--- Data provided ---

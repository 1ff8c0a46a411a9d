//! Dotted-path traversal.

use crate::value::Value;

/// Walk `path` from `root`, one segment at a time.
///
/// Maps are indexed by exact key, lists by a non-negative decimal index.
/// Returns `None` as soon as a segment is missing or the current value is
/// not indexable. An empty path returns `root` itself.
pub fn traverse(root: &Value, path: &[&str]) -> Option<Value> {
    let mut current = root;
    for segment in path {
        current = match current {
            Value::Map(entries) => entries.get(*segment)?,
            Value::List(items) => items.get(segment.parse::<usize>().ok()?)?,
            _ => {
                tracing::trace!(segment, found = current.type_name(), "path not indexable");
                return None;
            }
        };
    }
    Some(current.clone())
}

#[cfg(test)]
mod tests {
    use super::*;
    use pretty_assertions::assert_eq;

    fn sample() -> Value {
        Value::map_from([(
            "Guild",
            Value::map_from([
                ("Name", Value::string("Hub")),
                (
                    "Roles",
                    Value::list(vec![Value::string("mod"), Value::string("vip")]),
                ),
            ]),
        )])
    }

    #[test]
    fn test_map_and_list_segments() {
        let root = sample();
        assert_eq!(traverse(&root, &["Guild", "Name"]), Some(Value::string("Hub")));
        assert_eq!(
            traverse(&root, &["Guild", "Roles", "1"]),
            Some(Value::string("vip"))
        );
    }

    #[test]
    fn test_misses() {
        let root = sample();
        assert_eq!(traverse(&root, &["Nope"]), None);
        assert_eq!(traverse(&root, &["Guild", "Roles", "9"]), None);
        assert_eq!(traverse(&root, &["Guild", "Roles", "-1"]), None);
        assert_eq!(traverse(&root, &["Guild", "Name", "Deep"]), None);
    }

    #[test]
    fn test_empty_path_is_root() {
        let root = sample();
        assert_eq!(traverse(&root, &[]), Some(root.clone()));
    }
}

---
--- Data provided ---

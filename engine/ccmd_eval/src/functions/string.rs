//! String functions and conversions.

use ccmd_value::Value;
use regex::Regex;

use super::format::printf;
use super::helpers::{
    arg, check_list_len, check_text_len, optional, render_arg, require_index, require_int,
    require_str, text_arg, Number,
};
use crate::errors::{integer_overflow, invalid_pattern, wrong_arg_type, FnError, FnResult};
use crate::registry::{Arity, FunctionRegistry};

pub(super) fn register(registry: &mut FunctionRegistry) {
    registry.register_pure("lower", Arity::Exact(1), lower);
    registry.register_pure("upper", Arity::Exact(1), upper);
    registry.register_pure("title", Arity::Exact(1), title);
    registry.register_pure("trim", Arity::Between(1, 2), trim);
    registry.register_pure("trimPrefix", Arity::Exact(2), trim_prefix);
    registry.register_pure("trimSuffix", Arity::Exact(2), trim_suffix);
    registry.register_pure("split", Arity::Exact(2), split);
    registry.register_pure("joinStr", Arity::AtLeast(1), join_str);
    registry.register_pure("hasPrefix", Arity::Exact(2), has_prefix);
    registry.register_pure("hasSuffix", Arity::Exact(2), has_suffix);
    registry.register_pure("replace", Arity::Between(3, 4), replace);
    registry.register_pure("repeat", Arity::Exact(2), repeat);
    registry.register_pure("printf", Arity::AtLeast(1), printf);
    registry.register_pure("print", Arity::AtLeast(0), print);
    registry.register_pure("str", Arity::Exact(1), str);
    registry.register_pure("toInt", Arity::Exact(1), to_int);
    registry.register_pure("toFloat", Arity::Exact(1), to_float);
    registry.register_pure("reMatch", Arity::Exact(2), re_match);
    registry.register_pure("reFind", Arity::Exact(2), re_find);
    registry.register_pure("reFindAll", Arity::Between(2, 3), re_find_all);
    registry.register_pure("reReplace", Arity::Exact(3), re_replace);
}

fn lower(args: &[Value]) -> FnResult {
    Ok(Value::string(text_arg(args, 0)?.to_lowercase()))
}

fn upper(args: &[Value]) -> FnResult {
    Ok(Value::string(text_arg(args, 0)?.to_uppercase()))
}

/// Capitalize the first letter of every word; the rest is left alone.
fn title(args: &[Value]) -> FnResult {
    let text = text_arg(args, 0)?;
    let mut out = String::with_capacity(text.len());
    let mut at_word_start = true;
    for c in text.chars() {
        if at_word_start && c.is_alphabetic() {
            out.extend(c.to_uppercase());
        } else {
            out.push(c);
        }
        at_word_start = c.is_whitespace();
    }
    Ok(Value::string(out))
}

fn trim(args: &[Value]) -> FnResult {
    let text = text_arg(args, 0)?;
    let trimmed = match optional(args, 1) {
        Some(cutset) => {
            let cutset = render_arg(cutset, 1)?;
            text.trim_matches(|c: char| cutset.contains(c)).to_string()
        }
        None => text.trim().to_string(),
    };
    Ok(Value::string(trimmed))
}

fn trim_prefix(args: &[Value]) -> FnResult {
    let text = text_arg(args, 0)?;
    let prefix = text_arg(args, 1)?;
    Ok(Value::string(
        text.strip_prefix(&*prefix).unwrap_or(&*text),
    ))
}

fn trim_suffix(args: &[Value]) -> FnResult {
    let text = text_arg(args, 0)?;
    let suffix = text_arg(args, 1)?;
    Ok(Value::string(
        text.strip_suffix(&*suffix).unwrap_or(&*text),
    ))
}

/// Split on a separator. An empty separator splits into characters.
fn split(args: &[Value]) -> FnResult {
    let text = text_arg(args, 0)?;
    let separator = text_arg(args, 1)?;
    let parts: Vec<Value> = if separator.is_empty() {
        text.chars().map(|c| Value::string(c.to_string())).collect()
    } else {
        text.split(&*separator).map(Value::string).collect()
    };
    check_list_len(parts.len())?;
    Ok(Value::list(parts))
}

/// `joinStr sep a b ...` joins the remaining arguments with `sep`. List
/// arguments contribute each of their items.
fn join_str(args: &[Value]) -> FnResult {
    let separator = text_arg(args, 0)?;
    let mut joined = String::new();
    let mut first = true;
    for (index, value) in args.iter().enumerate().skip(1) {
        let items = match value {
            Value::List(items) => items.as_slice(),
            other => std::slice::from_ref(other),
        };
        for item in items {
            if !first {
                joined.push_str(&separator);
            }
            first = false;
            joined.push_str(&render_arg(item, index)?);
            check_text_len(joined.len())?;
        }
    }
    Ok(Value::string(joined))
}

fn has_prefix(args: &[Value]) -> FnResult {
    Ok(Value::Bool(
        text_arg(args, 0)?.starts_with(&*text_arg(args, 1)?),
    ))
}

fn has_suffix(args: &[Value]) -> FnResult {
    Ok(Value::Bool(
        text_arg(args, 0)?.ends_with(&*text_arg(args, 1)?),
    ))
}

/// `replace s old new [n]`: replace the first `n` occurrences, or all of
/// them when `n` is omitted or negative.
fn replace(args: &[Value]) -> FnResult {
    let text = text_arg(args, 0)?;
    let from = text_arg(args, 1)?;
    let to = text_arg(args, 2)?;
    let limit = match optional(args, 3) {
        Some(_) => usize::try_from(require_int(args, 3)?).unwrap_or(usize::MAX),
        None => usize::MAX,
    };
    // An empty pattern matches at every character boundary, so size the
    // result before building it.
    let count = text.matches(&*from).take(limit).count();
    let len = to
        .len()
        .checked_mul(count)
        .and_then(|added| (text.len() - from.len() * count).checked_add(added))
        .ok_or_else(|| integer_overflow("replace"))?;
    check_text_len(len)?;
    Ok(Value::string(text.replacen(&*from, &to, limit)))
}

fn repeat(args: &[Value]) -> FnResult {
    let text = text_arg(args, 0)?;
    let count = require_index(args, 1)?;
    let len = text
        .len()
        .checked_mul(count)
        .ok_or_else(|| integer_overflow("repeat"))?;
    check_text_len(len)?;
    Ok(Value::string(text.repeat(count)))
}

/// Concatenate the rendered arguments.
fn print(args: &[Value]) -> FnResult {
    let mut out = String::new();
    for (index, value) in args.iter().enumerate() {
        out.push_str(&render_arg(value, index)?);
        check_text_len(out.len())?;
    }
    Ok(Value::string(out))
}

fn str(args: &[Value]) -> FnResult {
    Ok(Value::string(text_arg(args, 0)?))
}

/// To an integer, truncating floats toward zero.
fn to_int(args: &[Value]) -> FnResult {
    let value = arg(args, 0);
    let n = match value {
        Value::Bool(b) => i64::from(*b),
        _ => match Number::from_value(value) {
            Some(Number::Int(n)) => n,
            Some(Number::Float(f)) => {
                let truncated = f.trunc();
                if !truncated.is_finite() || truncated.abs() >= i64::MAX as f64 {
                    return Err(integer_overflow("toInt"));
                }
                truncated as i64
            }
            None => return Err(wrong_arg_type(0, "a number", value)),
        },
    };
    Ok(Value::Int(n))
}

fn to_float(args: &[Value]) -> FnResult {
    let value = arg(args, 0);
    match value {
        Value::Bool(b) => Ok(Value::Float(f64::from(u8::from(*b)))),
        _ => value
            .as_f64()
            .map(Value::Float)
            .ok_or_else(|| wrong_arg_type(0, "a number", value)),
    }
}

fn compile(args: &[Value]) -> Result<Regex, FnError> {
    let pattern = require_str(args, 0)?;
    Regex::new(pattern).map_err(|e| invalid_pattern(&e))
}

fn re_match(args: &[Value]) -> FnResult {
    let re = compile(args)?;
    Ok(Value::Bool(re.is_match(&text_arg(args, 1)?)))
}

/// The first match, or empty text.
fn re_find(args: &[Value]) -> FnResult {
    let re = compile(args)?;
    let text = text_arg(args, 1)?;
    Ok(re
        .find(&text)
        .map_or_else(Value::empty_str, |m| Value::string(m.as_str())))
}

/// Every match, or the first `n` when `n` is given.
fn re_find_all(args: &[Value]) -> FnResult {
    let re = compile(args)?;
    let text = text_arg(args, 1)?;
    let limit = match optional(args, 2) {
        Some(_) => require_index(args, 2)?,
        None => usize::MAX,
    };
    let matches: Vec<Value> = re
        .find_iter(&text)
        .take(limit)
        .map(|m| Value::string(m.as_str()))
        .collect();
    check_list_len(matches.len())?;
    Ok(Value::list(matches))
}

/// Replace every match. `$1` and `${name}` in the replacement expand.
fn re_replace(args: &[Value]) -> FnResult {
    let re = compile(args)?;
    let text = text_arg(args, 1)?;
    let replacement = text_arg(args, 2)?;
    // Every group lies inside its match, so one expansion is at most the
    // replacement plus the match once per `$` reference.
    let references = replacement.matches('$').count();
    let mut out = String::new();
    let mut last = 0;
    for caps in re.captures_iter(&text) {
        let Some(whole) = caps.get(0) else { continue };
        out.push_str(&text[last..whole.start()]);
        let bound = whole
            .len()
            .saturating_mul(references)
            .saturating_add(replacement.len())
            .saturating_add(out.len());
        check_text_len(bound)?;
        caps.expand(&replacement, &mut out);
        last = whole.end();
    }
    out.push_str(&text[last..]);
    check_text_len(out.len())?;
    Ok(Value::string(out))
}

---

[Work instruction] Here the output must be the lines above from the line with "repository 1ff8c0a46a411a9d" to the line with "let mut current = root;", both included, duplicated word for word and nothing else.

[Output below]
repository 1ff8c0a46a411a9d
//! Dotted-path traversal.

use crate::value::Value;

/// Walk `path` from `root`, one segment at a time.
///
/// Maps are indexed by exact key, lists by a non-negative decimal index.
/// Returns `None` as soon as a segment is missing or the current value is
/// not indexable. An empty path returns `root` itself.
pub fn traverse(root: &Value, path: &[&str]) -> Option<Value> {
    let mut current = root;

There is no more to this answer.